- _Required action_:
Those lines of the data that hold the word "reason" are to be copied out.

- _Data_:
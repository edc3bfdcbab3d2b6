//! Roulette-wheel selection over the unvisited candidates of an ant.
//!
//! Weights are normalized into probabilities, sorted in descending order and
//! accumulated. A uniform draw is mapped back to a node through
//! [`search_cumulative`].

use crate::node::NodeId;

/// Upper bound on the inverse-distance heuristic.
///
/// Coincident nodes (distance `0`) get this value instead of infinity.
pub const MAX_HEURISTIC: f64 = 1e6;

/// Inverse-distance heuristic η, capped at [`MAX_HEURISTIC`].
pub fn heuristic(distance: f64) -> f64 {
    if distance > 0.0 {
        (1.0 / distance).min(MAX_HEURISTIC)
    } else {
        MAX_HEURISTIC
    }
}

/// Desirability `τ^α · η^β` of a candidate, bounded so that summing
/// `candidates` of them stays finite.
pub fn desirability(tau: f64, eta: f64, alpha: f64, beta: f64, candidates: usize) -> f64 {
    let limit = (f64::MAX / (2.0 * candidates.max(1) as f64)).sqrt();
    let pheromone = tau.max(0.0).powf(alpha).min(limit);
    let heuristic = eta.powf(beta).min(limit);
    pheromone * heuristic
}

/// Index of the first entry of `cumulative` strictly greater than `r`.
///
/// `cumulative` must be non-decreasing. When rounding leaves the last entry
/// at or below `r`, the last index is returned instead of running off the
/// end. Returns `None` only for an empty slice.
pub fn search_cumulative(cumulative: &[f64], r: f64) -> Option<usize> {
    if cumulative.is_empty() {
        return None;
    }
    let idx = cumulative.partition_point(|&c| c <= r);
    Some(idx.min(cumulative.len() - 1))
}

/// Reusable probability distribution over candidate nodes.
#[derive(Debug, Clone, Default)]
pub struct Distribution {
    entries: Vec<(NodeId, f64)>,
    cumulative: Vec<f64>,
}

impl Distribution {
    /// Creates an empty distribution.
    pub fn new() -> Self {
        Self::default()
    }

    /// Creates an empty distribution able to hold `capacity` candidates.
    pub fn with_capacity(capacity: usize) -> Self {
        Self {
            entries: Vec::with_capacity(capacity),
            cumulative: Vec::with_capacity(capacity),
        }
    }

    /// Drops all candidates, keeping the allocations.
    pub fn clear(&mut self) {
        self.entries.clear();
        self.cumulative.clear();
    }

    /// Adds a candidate with an unnormalized weight.
    pub fn push(&mut self, node: NodeId, weight: f64) {
        self.entries.push((node, weight));
    }

    /// Number of candidates.
    pub fn len(&self) -> usize {
        self.entries.len()
    }

    /// Returns true if there are no candidates.
    pub fn is_empty(&self) -> bool {
        self.entries.is_empty()
    }

    /// Normalizes the weights and prepares the cumulative array.
    ///
    /// Candidates end up sorted by probability, highest first; equal
    /// probabilities keep insertion order. Returns the weight total, or
    /// `None` if it is not a positive finite number, in which case nothing
    /// can be sampled.
    pub fn normalize(&mut self) -> Option<f64> {
        let sigma: f64 = self.entries.iter().map(|&(_, w)| w).sum();
        if !(sigma.is_finite() && sigma > 0.0) {
            self.cumulative.clear();
            return None;
        }

        for entry in &mut self.entries {
            entry.1 /= sigma;
        }
        self.entries.sort_by(|a, b| b.1.total_cmp(&a.1));

        self.cumulative.clear();
        let mut acc = 0.0;
        for &(_, p) in &self.entries {
            acc += p;
            self.cumulative.push(acc);
        }
        Some(sigma)
    }

    /// Sorted `(node, probability)` pairs after [`Distribution::normalize`].
    pub fn entries(&self) -> &[(NodeId, f64)] {
        &self.entries
    }

    /// Cumulative probabilities after [`Distribution::normalize`].
    pub fn cumulative(&self) -> &[f64] {
        &self.cumulative
    }

    /// Maps a uniform draw in `[0, 1)` to a node.
    pub fn sample(&self, r: f64) -> Option<NodeId> {
        search_cumulative(&self.cumulative, r).map(|i| self.entries[i].0)
    }
}
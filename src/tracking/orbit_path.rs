//! One-period orbit ring for the selected object
//!
//! Every sample is rotated into the Earth frame with the tick's sidereal
//! angle instead of its own. The ring therefore closes on itself and holds
//! still between ticks, at the cost of each point's exact ground longitude.

use crate::orbital::{PropagationAdapter, Propagator, TimeBasis};
use crate::tle::OrbitalElementSet;
use crate::tracking::types::{GeoPoint, OrbitPath};
use chrono::Duration;

pub const DEFAULT_ORBIT_SAMPLES: usize = 200;

#[derive(Clone, Copy, Debug)]
pub struct OrbitPathProjector {
    samples: usize,
}

impl Default for OrbitPathProjector {
    fn default() -> Self {
        Self::new(DEFAULT_ORBIT_SAMPLES)
    }
}

impl OrbitPathProjector {
    pub fn new(samples: usize) -> Self {
        Self {
            samples: samples.max(1),
        }
    }

    pub fn samples(&self) -> usize {
        self.samples
    }

    /// Sample one period starting at `basis.instant`.
    ///
    /// Failed samples, including sample times outside the representable
    /// date range, are left out. Returns `None` when the period is undefined
    /// or no sample propagates.
    pub fn project<P: Propagator>(
        &self,
        adapter: &PropagationAdapter<P>,
        set: &OrbitalElementSet,
        basis: TimeBasis,
    ) -> Option<OrbitPath> {
        let period_minutes = set.period_minutes()?;
        let period_us = period_minutes * 60.0 * 1e6;

        let mut points: Vec<GeoPoint> = (0..self.samples)
            .filter_map(|i| {
                let offset_us = (period_us * i as f64 / self.samples as f64).round() as i64;
                // Very long periods can step past the representable calendar
                let instant = basis
                    .instant
                    .checked_add_signed(Duration::microseconds(offset_us))?;
                adapter
                    .propagate_with_basis(set, instant, basis)
                    .map(|s| GeoPoint::from(&s))
            })
            .collect();

        let first = *points.first()?;
        points.push(first);

        Some(OrbitPath {
            name: set.name.clone(),
            points,
            color: set.classification.color_hex(),
            period_minutes,
        })
    }
}
//! Catalog acquisition with all-or-nothing fallback

use crate::config::{CatalogConfig, GroupConfig};
use crate::tle::fallback::{DEBRIS_GROUP, debris_sets, fallback_sets};
use crate::tle::fetcher::{CelestrakGroup, GroupSource};
use crate::tle::parser::parse_catalog_text;
use crate::tle::types::{Catalog, CatalogSource, Classification, OrbitalElementSet};
use anyhow::{Context, Result, bail};
use futures::future::try_join_all;
use tracing::{debug, info, warn};

pub struct CatalogLoader<S> {
    source: S,
    config: CatalogConfig,
}

impl<S: GroupSource> CatalogLoader<S> {
    pub fn new(source: S, config: CatalogConfig) -> Self {
        Self { source, config }
    }

    /// Build the working catalog. Never fails: any problem with the live
    /// groups swaps in the embedded snapshot as a whole.
    pub async fn load(&self) -> Catalog {
        if self.config.offline {
            return self.fallback("offline mode");
        }

        match self.acquire_live().await {
            Ok(mut sets) if !sets.is_empty() => {
                sets.extend(debris_sets(DEBRIS_GROUP));
                let catalog = Catalog::new(CatalogSource::Live, sets);
                info!(
                    "[CATALOG] live catalog loaded: {} objects ({} stations, {} debris, {} active)",
                    catalog.len(),
                    catalog.count_by(Classification::Station),
                    catalog.count_by(Classification::Debris),
                    catalog.count_by(Classification::Active),
                );
                catalog
            }
            Ok(_) => self.fallback("live groups yielded no element sets"),
            Err(e) => self.fallback(&format!("{e:#}")),
        }
    }

    async fn acquire_live(&self) -> Result<Vec<OrbitalElementSet>> {
        let requests = self
            .config
            .groups
            .iter()
            .map(|group| self.acquire_group(group));
        let groups = try_join_all(requests).await?;
        Ok(groups.into_iter().flatten().collect())
    }

    async fn acquire_group(&self, group: &GroupConfig) -> Result<Vec<OrbitalElementSet>> {
        if CelestrakGroup::from_query_name(&group.name).is_none() {
            debug!("[CATALOG] group={} is not a known CelesTrak group", group.name);
        }
        let body = tokio::time::timeout(
            self.config.request_timeout(),
            self.source.fetch_group(&group.name),
        )
        .await
        .with_context(|| format!("group {} timed out", group.name))?
        .with_context(|| format!("group {} request failed", group.name))?;

        let mut sets = parse_catalog_text(&body, group.classification, &group.name);
        if sets.is_empty() {
            bail!("group {} had no parseable element sets", group.name);
        }
        if let Some(limit) = group.limit {
            sets.truncate(limit);
        }
        info!("[CATALOG] group={} parsed {} sets", group.name, sets.len());
        Ok(sets)
    }

    fn fallback(&self, reason: &str) -> Catalog {
        warn!("[CATALOG] using embedded snapshot: {}", reason);
        let catalog = Catalog::new(
            CatalogSource::Fallback,
            fallback_sets(self.config.synthetic_active),
        );
        info!("[CATALOG] fallback catalog loaded: {} objects", catalog.len());
        catalog
    }
}

#[cfg(test)]
mod tests {
    use super::*;
    use crate::tle::fallback::FALLBACK_GROUP;
    use anyhow::anyhow;
    use std::collections::HashMap;
    use std::time::Duration;

    const STATIONS: &str = "ISS (ZARYA)
1 25544U 98067A   24226.56250000  .00007211  00000-0  13379-3 0  9991
2 25544  51.6422 266.4643 0007888 121.4429 238.6624 15.49494792423450
";
    const SCIENCE: &str = "HST
1 20580U 90037B   24226.50000000  .00001000  00000-0  50000-4 0  9995
2 20580  28.4700 100.0000 0002500  90.0000 270.0000 15.15000000500001
";

    struct FakeSource {
        bodies: HashMap<&'static str, Result<&'static str, &'static str>>,
    }

    impl FakeSource {
        fn new(entries: &[(&'static str, Result<&'static str, &'static str>)]) -> Self {
            Self {
                bodies: entries.iter().cloned().collect(),
            }
        }
    }

    impl GroupSource for FakeSource {
        async fn fetch_group(&self, group: &str) -> Result<String> {
            match self.bodies.get(group) {
                Some(Ok(body)) => Ok(body.to_string()),
                Some(Err(e)) => Err(anyhow!("{e}")),
                None => Err(anyhow!("unknown group {group}")),
            }
        }
    }

    struct StalledSource;

    impl GroupSource for StalledSource {
        async fn fetch_group(&self, _group: &str) -> Result<String> {
            tokio::time::sleep(Duration::from_secs(3600)).await;
            Ok(STATIONS.to_string())
        }
    }

    fn config(groups: &[(&str, Classification)]) -> CatalogConfig {
        CatalogConfig {
            groups: groups
                .iter()
                .map(|(name, c)| GroupConfig::new(*name, *c, None))
                .collect(),
            synthetic_active: 6,
            ..CatalogConfig::default()
        }
    }

    fn names(catalog: &Catalog) -> Vec<String> {
        catalog.iter().map(|s| s.name.clone()).collect()
    }

    fn fallback_names() -> Vec<String> {
        fallback_sets(6).into_iter().map(|s| s.name).collect()
    }

    #[tokio::test]
    async fn test_live_catalog_is_union_plus_debris() {
        let source = FakeSource::new(&[("stations", Ok(STATIONS)), ("science", Ok(SCIENCE))]);
        let loader = CatalogLoader::new(
            source,
            config(&[
                ("stations", Classification::Station),
                ("science", Classification::Active),
            ]),
        );
        let catalog = loader.load().await;

        assert_eq!(catalog.source, CatalogSource::Live);
        assert_eq!(catalog.count_by(Classification::Station), 1);
        assert_eq!(catalog.count_by(Classification::Active), 1);
        assert_eq!(catalog.count_by(Classification::Debris), 3);
        assert_eq!(catalog.find("ISS (ZARYA)").unwrap().group, "stations");
        assert_eq!(catalog.find("HST").unwrap().group, "science");
        assert!(
            catalog
                .iter()
                .filter(|s| s.classification == Classification::Debris)
                .all(|s| s.group == DEBRIS_GROUP)
        );
        assert!(catalog.iter().all(|s| s.group != FALLBACK_GROUP));
    }

    #[tokio::test]
    async fn test_one_failed_group_falls_back_wholesale() {
        let source = FakeSource::new(&[("stations", Ok(STATIONS)), ("science", Err("503"))]);
        let loader = CatalogLoader::new(
            source,
            config(&[
                ("stations", Classification::Station),
                ("science", Classification::Active),
            ]),
        );
        let catalog = loader.load().await;

        assert_eq!(catalog.source, CatalogSource::Fallback);
        assert_eq!(names(&catalog), fallback_names());
        assert!(catalog.iter().all(|s| s.group == FALLBACK_GROUP));
    }

    #[tokio::test]
    async fn test_unparseable_group_falls_back() {
        let source = FakeSource::new(&[("stations", Ok("garbage\nmore garbage\n"))]);
        let loader = CatalogLoader::new(source, config(&[("stations", Classification::Station)]));
        let catalog = loader.load().await;
        assert_eq!(catalog.source, CatalogSource::Fallback);
        assert_eq!(names(&catalog), fallback_names());
    }

    #[tokio::test]
    async fn test_no_groups_falls_back() {
        let loader = CatalogLoader::new(FakeSource::new(&[]), config(&[]));
        let catalog = loader.load().await;
        assert_eq!(catalog.source, CatalogSource::Fallback);
    }

    #[tokio::test]
    async fn test_offline_skips_source() {
        let source = FakeSource::new(&[("stations", Ok(STATIONS))]);
        let mut cfg = config(&[("stations", Classification::Station)]);
        cfg.offline = true;
        let catalog = CatalogLoader::new(source, cfg).load().await;
        assert_eq!(catalog.source, CatalogSource::Fallback);
        assert_eq!(names(&catalog), fallback_names());
    }

    #[tokio::test]
    async fn test_group_limit_truncates() {
        let two = format!("{STATIONS}{}", STATIONS.replace("ISS (ZARYA)", "ISS COPY"));
        let body: &'static str = Box::leak(two.into_boxed_str());
        let source = FakeSource::new(&[("stations", Ok(body))]);
        let mut cfg = config(&[("stations", Classification::Station)]);
        cfg.groups[0].limit = Some(1);
        let catalog = CatalogLoader::new(source, cfg).load().await;
        assert_eq!(catalog.count_by(Classification::Station), 1);
        assert!(catalog.find("ISS COPY").is_none());
    }

    #[tokio::test(start_paused = true)]
    async fn test_timeout_falls_back() {
        let mut cfg = config(&[("stations", Classification::Station)]);
        cfg.request_timeout_secs = 2;
        let catalog = CatalogLoader::new(StalledSource, cfg).load().await;
        assert_eq!(catalog.source, CatalogSource::Fallback);
    }
}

- _Expected answer_:
    fn fallback(&self, reason: &str) -> Catalog {
        warn!("[CATALOG] using embedded snapshot: {}", reason);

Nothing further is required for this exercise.